When Wayne came back the following weekend, he told me what happened next. “I turned it in on Tuesday and went back to the professor on Friday. He told me the document received final approval and I was to take it over to the Dean’s office and turn it in.”

The Dean’s secretary, in what Wayne called her habitual You-stupid-person, you-may-be-a-university-student-but-you-are-dumber-than-rocks, and-I-have-all-the-power-here voice, said “Where are the reader reports?”

“What reader reports?” Wayne asked.

She sighed dramatically. “You’re supposed to have a cover sheet with the signatures of the four professors who were on your committee and approved the document.

Wayne asked, “What committee?”

She rolled her eyes and shoved the thesis at him. “Go back to your professor and tell him you need reader reports.”

Wayne left the office and cursed the whole way back to his professor’s office.

“The dean’s secretary said I had to have readers’ reports,” Wayne told him.

The professor picked up the phone, clicked the speaker button, called the secretary, and said in his most haughty tone, “This is not a dissertation. It is a master’s thesis. No committee is needed.”

“I tried not to smirk,” Wayne said, “when I went back to her and turned it in, but it was hard. She pretended to be very busy trying to figure out what was wrong with her stapler. I think she was just avoiding having to look me in the eyes.”

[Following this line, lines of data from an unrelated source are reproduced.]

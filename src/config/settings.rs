use std::collections::HashMap;
use std::fs;
use std::path::{Path, PathBuf};

use serde::Deserialize;
use thiserror::Error;

use crate::ui::components::{parse_hex_color, ThemeTokens, MAX_COLLAPSED_LINES};
use crate::ui::GridLayoutConfig;
use crate::util::paths::config_path;

/// Example configuration file contents (bundled with the binary)
pub const EXAMPLE_CONFIG: &str = include_str!("config.toml.example");

/// Error loading or validating configuration
#[derive(Debug, Error)]
pub enum ConfigError {
    #[error("Failed to read {path}: {source}")]
    Io {
        path: PathBuf,
        #[source]
        source: std::io::Error,
    },
    #[error("Invalid config file: {0}")]
    Parse(#[from] toml::de::Error),
    #[error("Unknown theme: {0}")]
    UnknownTheme(String),
    #[error("Unknown theme token: {0}")]
    UnknownToken(String),
    #[error("Invalid color for {key}: {value}")]
    InvalidColor { key: String, value: String },
    #[error("Invalid value for {field}: {reason}")]
    InvalidValue { field: &'static str, reason: String },
}

/// Branch item behavior
#[derive(Debug, Clone, Copy, PartialEq, Eq)]
pub struct BranchConfig {
    /// Preview lines shown while collapsed
    pub max_collapsed_lines: usize,
    /// Whether items start collapsed
    pub default_collapsed: bool,
}

impl Default for BranchConfig {
    fn default() -> Self {
        Self {
            max_collapsed_lines: MAX_COLLAPSED_LINES,
            default_collapsed: true,
        }
    }
}

/// Application configuration
#[derive(Debug, Clone, Default)]
pub struct Config {
    /// Column layout tunables
    pub grid: GridLayoutConfig,
    /// Branch item behavior
    pub branch: BranchConfig,
    /// Resolved theme (built-in plus overrides)
    pub theme: ThemeTokens,
}

/// TOML representation of the [grid] section
#[derive(Debug, Clone, Default, Deserialize)]
#[serde(deny_unknown_fields)]
pub struct TomlGridConfig {
    pub min_column_width: Option<u16>,
    pub preferred_column_width: Option<u16>,
    pub max_columns: Option<usize>,
}

/// TOML representation of the [branch] section
#[derive(Debug, Clone, Default, Deserialize)]
#[serde(deny_unknown_fields)]
pub struct TomlBranchConfig {
    pub max_collapsed_lines: Option<usize>,
    pub default_collapsed: Option<bool>,
}

/// TOML representation of the [theme] section
#[derive(Debug, Clone, Default, Deserialize)]
pub struct TomlThemeConfig {
    /// Built-in theme name
    pub name: Option<String>,
    /// Token overrides (`accent_primary = "#82aaff"`)
    #[serde(flatten)]
    pub overrides: HashMap<String, String>,
}

/// TOML representation of the config file
#[derive(Debug, Clone, Default, Deserialize)]
pub struct TomlConfig {
    pub grid: Option<TomlGridConfig>,
    pub branch: Option<TomlBranchConfig>,
    pub theme: Option<TomlThemeConfig>,
}

impl Config {
    /// Parse and validate a config file's contents, merging over defaults
    pub fn from_toml_str(contents: &str) -> Result<Self, ConfigError> {
        let toml_config: TomlConfig = toml::from_str(contents)?;
        let mut config = Config::default();

        if let Some(grid) = toml_config.grid {
            if let Some(min) = grid.min_column_width {
                config.grid.min_column_width = min;
            }
            if let Some(preferred) = grid.preferred_column_width {
                config.grid.preferred_column_width = preferred;
            }
            if let Some(max) = grid.max_columns {
                config.grid.max_columns = max;
            }
        }

        if let Some(branch) = toml_config.branch {
            if let Some(lines) = branch.max_collapsed_lines {
                config.branch.max_collapsed_lines = lines;
            }
            if let Some(collapsed) = branch.default_collapsed {
                config.branch.default_collapsed = collapsed;
            }
        }

        if let Some(theme) = toml_config.theme {
            if let Some(name) = theme.name {
                config.theme = ThemeTokens::by_name(&name).ok_or(ConfigError::UnknownTheme(name))?;
            }
            // Sorted so the first reported error is stable
            let mut overrides: Vec<_> = theme.overrides.into_iter().collect();
            overrides.sort();
            for (key, value) in overrides {
                let color = parse_hex_color(&value).ok_or_else(|| ConfigError::InvalidColor {
                    key: key.clone(),
                    value: value.clone(),
                })?;
                if !config.theme.set_token(&key, color) {
                    return Err(ConfigError::UnknownToken(key));
                }
            }
        }

        config.validate()?;
        Ok(config)
    }

    /// Reject values the grid cannot work with
    pub fn validate(&self) -> Result<(), ConfigError> {
        if self.grid.min_column_width == 0 {
            return Err(ConfigError::InvalidValue {
                field: "grid.min_column_width",
                reason: "must be at least 1".to_string(),
            });
        }
        if self.grid.max_columns == 0 {
            return Err(ConfigError::InvalidValue {
                field: "grid.max_columns",
                reason: "must be at least 1".to_string(),
            });
        }
        if self.branch.max_collapsed_lines == 0 {
            return Err(ConfigError::InvalidValue {
                field: "branch.max_collapsed_lines",
                reason: "must be at least 1".to_string(),
            });
        }
        Ok(())
    }

    /// Read and parse a config file
    pub fn read_from(path: &Path) -> Result<Self, ConfigError> {
        let contents = fs::read_to_string(path).map_err(|source| ConfigError::Io {
            path: path.to_path_buf(),
            source,
        })?;
        Self::from_toml_str(&contents)
    }

    /// Load configuration from `path`, falling back to defaults.
    ///
    /// A missing file is normal; an unreadable or invalid one is logged.
    pub fn load_from(path: &Path) -> Self {
        if !path.exists() {
            return Config::default();
        }

        match Self::read_from(path) {
            Ok(config) => {
                tracing::debug!(path = %path.display(), "Loaded config");
                config
            }
            Err(e) => {
                tracing::warn!(
                    path = %path.display(),
                    error = %e,
                    "Ignoring invalid config, using defaults"
                );
                Config::default()
            }
        }
    }

    /// Load configuration from the default location, writing the example
    /// file there on first run
    pub fn load() -> Self {
        let config_file = config_path();

        if !config_file.exists() {
            Self::create_default_config(&config_file);
        }

        Self::load_from(&config_file)
    }

    /// Create the default config file from the bundled example
    fn create_default_config(path: &Path) {
        if let Some(parent) = path.parent() {
            if let Err(e) = fs::create_dir_all(parent) {
                tracing::warn!(error = %e, "Failed to create config directory");
                return;
            }
        }

        if let Err(e) = fs::write(path, EXAMPLE_CONFIG) {
            tracing::warn!(error = %e, "Failed to write default config");
        }
    }

    pub fn with_theme(mut self, theme: ThemeTokens) -> Self {
        self.theme = theme;
        self
    }
}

That was in the seventies. He earned his Master’s degree, and in the eighties we moved to Texas, where we both began teaching at New Braunfels High School. When the library installed 30 computers, I took my students there and taught them to prepare their essays on the new Macs. I wrote an instruction sheet with ten steps for the students to follow. Step one was “Reach around behind the computer and turn it on.”

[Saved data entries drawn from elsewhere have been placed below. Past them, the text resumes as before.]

//! Collapsible branch item - one spawned agent's output in the grid.
//!
//! The item never owns its collapse state. `is_collapsed` comes in as a prop
//! from whoever owns the list (see [`crate::ui::CollapseStore`]); clicks are
//! reported through [`BranchItem::hit_test`] and applied by the owner. The
//! only state the widget carries between frames is the hover flag in
//! [`BranchItemUiState`], which the owner drops with the item.

use ratatui::{
    buffer::Buffer,
    layout::Rect,
    style::{Color, Modifier, Style},
    text::{Line, Span, Text},
    widgets::{Paragraph, StatefulWidget, Widget},
};
use unicode_width::UnicodeWidthStr;

use super::content::{ContentNode, ContentShape};
use super::text_wrap::{truncate_to_width, wrap_multiline, wrap_text};
use super::theme::ThemeTokens;

/// Lines of preview shown while collapsed.
pub const MAX_COLLAPSED_LINES: usize = 3;

const PREVIEW_ELLIPSIS: &str = "...";
const STATUS_INDICATOR: &str = " ●";
const GUTTER: &str = "│ ";
const COLLAPSE_CONTROL: &str = "└ ▴ collapse";
const CLOSE_GLYPH: &str = "✕";
/// Header cells reserved for the close control: a blank, then the glyph.
const CLOSE_WIDTH: usize = 2;
/// Name cells kept before the status label or indicator is dropped.
const MIN_NAME_WIDTH: usize = 8;

/// Cut `text` to at most `max_lines` lines.
///
/// Text that already fits is returned unchanged. Otherwise the kept lines have
/// trailing whitespace trimmed and `...` appended to the last one.
/// Trailing blank lines hide nothing and are not counted.
pub fn truncate_preview(text: &str, max_lines: usize) -> String {
    let mut lines: Vec<&str> = text.lines().collect();
    while lines.last().is_some_and(|line| line.trim().is_empty()) {
        lines.pop();
    }
    if lines.len() <= max_lines {
        return text.to_string();
    }

    let mut truncated = lines[..max_lines].join("\n").trim_end().to_string();
    truncated.push_str(PREVIEW_ELLIPSIS);
    truncated
}

/// The two views of a branch item.
#[derive(Debug, Clone, Copy, PartialEq, Eq)]
pub enum BranchView {
    Collapsed,
    Expanded,
}

/// Part of an item under the pointer.
#[derive(Debug, Clone, Copy, PartialEq, Eq)]
pub enum BranchItemHit {
    /// Header row of a toggleable item; activating it toggles the item
    Header,
    /// Close control at the right edge of the header
    Close,
    /// Collapse control at the bottom of an expanded item
    CollapseControl,
}

impl BranchItemHit {
    /// Whether activating this part should flip the collapse state.
    pub fn toggles(self) -> bool {
        matches!(self, BranchItemHit::Header | BranchItemHit::CollapseControl)
    }
}

/// Ephemeral per-item UI state, owned by the caller alongside the item list.
#[derive(Debug, Clone, Copy, Default, PartialEq, Eq)]
pub struct BranchItemUiState {
    close_hovered: bool,
}

impl BranchItemUiState {
    pub fn close_hovered(&self) -> bool {
        self.close_hovered
    }

    pub fn set_close_hovered(&mut self, hovered: bool) {
        self.close_hovered = hovered;
    }
}

/// What the header row shows at a given width.
struct HeaderLayout {
    chevron: &'static str,
    name: String,
    indicator: bool,
    label: Option<String>,
    close: bool,
}

/// One agent branch, rendered collapsed or expanded.
#[derive(Debug, Clone)]
pub struct BranchItem<'a> {
    id: String,
    name: String,
    expanded_content: ContentNode,
    prompt: Option<String>,
    is_collapsed: bool,
    is_streaming: bool,
    preview: Option<String>,
    status_label: Option<String>,
    status_color: Option<Color>,
    toggleable: bool,
    closable: bool,
    compact: bool,
    max_collapsed_lines: usize,
    theme: &'a ThemeTokens,
}

impl<'a> BranchItem<'a> {
    pub fn new(id: impl Into<String>, name: impl Into<String>, theme: &'a ThemeTokens) -> Self {
        Self {
            id: id.into(),
            name: name.into(),
            expanded_content: ContentNode::Empty,
            prompt: None,
            is_collapsed: true,
            is_streaming: false,
            preview: None,
            status_label: None,
            status_color: None,
            toggleable: false,
            closable: false,
            compact: false,
            max_collapsed_lines: MAX_COLLAPSED_LINES,
            theme,
        }
    }

    pub fn expanded_content(mut self, content: impl Into<ContentNode>) -> Self {
        self.expanded_content = content.into();
        self
    }

    pub fn prompt(mut self, prompt: impl Into<String>) -> Self {
        self.prompt = Some(prompt.into());
        self
    }

    pub fn collapsed(mut self, is_collapsed: bool) -> Self {
        self.is_collapsed = is_collapsed;
        self
    }

    pub fn streaming(mut self, is_streaming: bool) -> Self {
        self.is_streaming = is_streaming;
        self
    }

    pub fn preview(mut self, preview: impl Into<String>) -> Self {
        self.preview = Some(preview.into());
        self
    }

    /// Status label and indicator color shown in the header
    pub fn status(mut self, label: impl Into<String>, color: Color) -> Self {
        self.status_label = Some(label.into());
        self.status_color = Some(color);
        self
    }

    /// Show the collapse control and report header clicks as toggles
    pub fn toggleable(mut self, toggleable: bool) -> Self {
        self.toggleable = toggleable;
        self
    }

    pub fn closable(mut self, closable: bool) -> Self {
        self.closable = closable;
        self
    }

    /// Drop the status label text (the indicator stays) for narrow columns
    pub fn compact(mut self, compact: bool) -> Self {
        self.compact = compact;
        self
    }

    pub fn max_collapsed_lines(mut self, max_lines: usize) -> Self {
        self.max_collapsed_lines = max_lines;
        self
    }

    pub fn id(&self) -> &str {
        &self.id
    }

    pub fn view(&self) -> BranchView {
        if self.is_collapsed {
            BranchView::Collapsed
        } else {
            BranchView::Expanded
        }
    }

    pub fn content_shape(&self) -> ContentShape {
        self.expanded_content.shape()
    }

    /// Preview text as it will be shown, or `None` when the row is suppressed.
    pub fn visible_preview(&self) -> Option<String> {
        let preview = self.preview.as_deref()?;
        if preview.trim().is_empty() {
            return None;
        }
        Some(truncate_preview(preview, self.max_collapsed_lines))
    }

    /// Rows the item occupies at `width`.
    pub fn height(&self, width: u16) -> u16 {
        u16::try_from(self.lines(width).len()).unwrap_or(u16::MAX)
    }

    /// The exact lines [`render`](Widget::render) draws at `width`.
    pub fn lines(&self, width: u16) -> Vec<Line<'static>> {
        self.build_lines(width, false)
    }

    /// Which part of the item, rendered into `area`, is at `(column, row)`.
    ///
    /// The header of an item that is not toggleable reports nothing, and
    /// `Close` is only reported on the cell holding the close glyph.
    pub fn hit_test(&self, area: Rect, column: u16, row: u16) -> Option<BranchItemHit> {
        let full_height = self.height(area.width);
        let inside = column >= area.x
            && column < area.right()
            && row >= area.y
            && row < area.y.saturating_add(full_height.min(area.height));
        if !inside {
            return None;
        }

        if row == area.y {
            let header = self.header_layout(usize::from(area.width));
            if header.close && column == area.right() - 1 {
                return Some(BranchItemHit::Close);
            }
            return self.toggleable.then_some(BranchItemHit::Header);
        }

        // Clipped items never expose their collapse control
        let last_row = area.y.saturating_add(full_height - 1);
        if self.view() == BranchView::Expanded && self.toggleable && row == last_row {
            return Some(BranchItemHit::CollapseControl);
        }

        None
    }

    fn build_lines(&self, width: u16, close_hovered: bool) -> Vec<Line<'static>> {
        let width = usize::from(width);
        let body_width = width.saturating_sub(GUTTER.width());
        let mut lines = vec![self.header_line(width, close_hovered)];

        let body: Vec<Vec<Span<'static>>> = match self.view() {
            BranchView::Collapsed => self.preview_rows(body_width),
            BranchView::Expanded => {
                let mut rows = self.prompt_rows(body_width);
                rows.extend(content_rows(
                    &self.expanded_content,
                    body_width,
                    Style::default().fg(self.theme.text_primary),
                    self.theme,
                ));
                rows
            }
        };

        let gutter_style = Style::default().fg(self.theme.border_default);
        for row in body {
            let mut spans = vec![Span::styled(GUTTER, gutter_style)];
            spans.extend(row);
            lines.push(Line::from(spans));
        }

        if self.view() == BranchView::Expanded && self.toggleable {
            lines.push(Line::from(Span::styled(
                truncate_to_width(COLLAPSE_CONTROL, width),
                Style::default().fg(self.theme.text_muted),
            )));
        }

        lines
    }

    /// Decide what fits in the header at `width`. The close glyph always
    /// lands in the last cell; the status label goes first, then the
    /// indicator, before the name shrinks below `MIN_NAME_WIDTH`.
    fn header_layout(&self, width: usize) -> HeaderLayout {
        let chevron = match self.view() {
            BranchView::Collapsed => "▸ ",
            BranchView::Expanded => "▾ ",
        };
        let close = self.closable && width >= chevron.width() + CLOSE_WIDTH;
        let fixed = chevron.width() + if close { CLOSE_WIDTH } else { 0 };
        let name_floor = self.name.width().min(MIN_NAME_WIDTH);

        let has_status = self.status_label.is_some() || self.status_color.is_some();
        let indicator = has_status && fixed + name_floor + STATUS_INDICATOR.width() <= width;
        let label = match (&self.status_label, indicator && !self.compact) {
            (Some(label), true) => {
                let label = format!(" {}", label);
                let needed = fixed + name_floor + STATUS_INDICATOR.width() + label.width();
                (needed <= width).then_some(label)
            }
            _ => None,
        };

        let status_width = if indicator {
            STATUS_INDICATOR.width() + label.as_deref().map_or(0, UnicodeWidthStr::width)
        } else {
            0
        };
        let name_budget = width.saturating_sub(fixed + status_width);

        HeaderLayout {
            chevron,
            name: truncate_to_width(&self.name, name_budget),
            indicator,
            label,
            close,
        }
    }

    fn header_line(&self, width: usize, close_hovered: bool) -> Line<'static> {
        let header = self.header_layout(width);
        let mut used = header.chevron.width() + header.name.width();

        let mut spans = vec![
            Span::styled(header.chevron, Style::default().fg(self.theme.text_muted)),
            Span::styled(
                header.name,
                Style::default()
                    .fg(self.theme.text_bright)
                    .add_modifier(Modifier::BOLD),
            ),
        ];

        if header.indicator {
            let indicator_color = self.status_color.unwrap_or(self.theme.text_muted);
            spans.push(Span::styled(STATUS_INDICATOR, Style::default().fg(indicator_color)));
            used += STATUS_INDICATOR.width();
        }
        if let Some(label) = header.label {
            used += label.width();
            spans.push(Span::styled(label, Style::default().fg(self.theme.text_secondary)));
        }

        if header.close {
            spans.push(Span::raw(" ".repeat(width.saturating_sub(used + 1))));
            let close_style = if close_hovered {
                Style::default()
                    .fg(self.theme.accent_error)
                    .add_modifier(Modifier::BOLD)
            } else {
                Style::default().fg(self.theme.text_muted)
            };
            spans.push(Span::styled(CLOSE_GLYPH, close_style));
        }

        Line::from(spans)
    }

    fn preview_rows(&self, width: usize) -> Vec<Vec<Span<'static>>> {
        let Some(preview) = self.visible_preview() else {
            return Vec::new();
        };

        let style = if self.is_streaming {
            Style::default().fg(self.theme.accent_primary)
        } else {
            Style::default().fg(self.theme.text_muted)
        };

        preview
            .trim_end()
            .lines()
            .map(|line| vec![Span::styled(truncate_to_width(line, width), style)])
            .collect()
    }

    fn prompt_rows(&self, width: usize) -> Vec<Vec<Span<'static>>> {
        match self.prompt.as_deref() {
            Some(prompt) if !prompt.trim().is_empty() => wrap_text(
                &format!("> {}", prompt.trim()),
                Style::default()
                    .fg(self.theme.text_secondary)
                    .add_modifier(Modifier::ITALIC),
                width,
            ),
            _ => Vec::new(),
        }
    }
}

/// Render a content node into wrapped rows.
///
/// Inline content flows as one paragraph. Block content renders each child on
/// its own, so a child's internal layout is never merged with its siblings.
fn content_rows(
    node: &ContentNode,
    width: usize,
    base: Style,
    theme: &ThemeTokens,
) -> Vec<Vec<Span<'static>>> {
    match node.shape() {
        ContentShape::Empty => Vec::new(),
        ContentShape::InlineText => wrap_multiline(node.inline_spans(base, theme), width),
        ContentShape::Block => node
            .block_children()
            .into_iter()
            .flat_map(|child| content_rows(child, width, base, theme))
            .collect(),
    }
}

impl StatefulWidget for BranchItem<'_> {
    type State = BranchItemUiState;

    fn render(self, area: Rect, buf: &mut Buffer, state: &mut Self::State) {
        if area.width == 0 || area.height == 0 {
            return;
        }
        let lines = self.build_lines(area.width, state.close_hovered);
        Paragraph::new(Text::from(lines)).render(area, buf);
    }
}

impl Widget for BranchItem<'_> {
    fn render(self, area: Rect, buf: &mut Buffer) {
        let mut state = BranchItemUiState::default();
        StatefulWidget::render(self, area, buf, &mut state);
    }
}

Step two was “Insert the floppy disk.” It was the eighties, remember. I had the students use colored folders with three brads to house their disks and documents. We also used the folders as their mouse pads since the library had not ordered any yet. I spent one week teaching the seniors how to use the Macs.

At that time, I often muttered under my breath about how much easier life was for them. No typewriters. No faulty margins requiring the entire page to be retyped. Not only that, but the abbreviations “op cit.” and “loc cit.” were no longer used. All they needed was “ibid.”

Grrrr.

“Them young ’uns have things too easy,” I thought. “They’ll never get to experience the bad ol’ days of typing pages over because they did not leave the exact one and a half-inch at the bottom. They don’t know how lucky they are. These newfangled inventions make ’em lazy.”

When my son started his doctoral work, he showed me the program that would allow him to enter the author, title, publisher, etc., on one screen. The program would then create the footnote, properly punctuated and with the proper margin at the bottom of the page. Not only that, but the program created the entire bibliography (even automatically alphabetized), with absolutely no effort from the student.

I seethed with anger and envy. When he submitted his doctoral dissertation in 2010, he didn’t even have to worry about getting the periods and commas correct in the footnotes and bibliography. The computer did it for him.

Had I been born too soon? Or too late? Is it better if students can focus on what they have to say rather than whether there will be a period (or not) after the abbreviation for “page”?

I think students definitely are better off today. They can now concentrate on what they want to say rather than the mechanics of typing the footnotes and bibliography exactly right. It is a brave new world, and I am glad I am in it. I was just born too soon.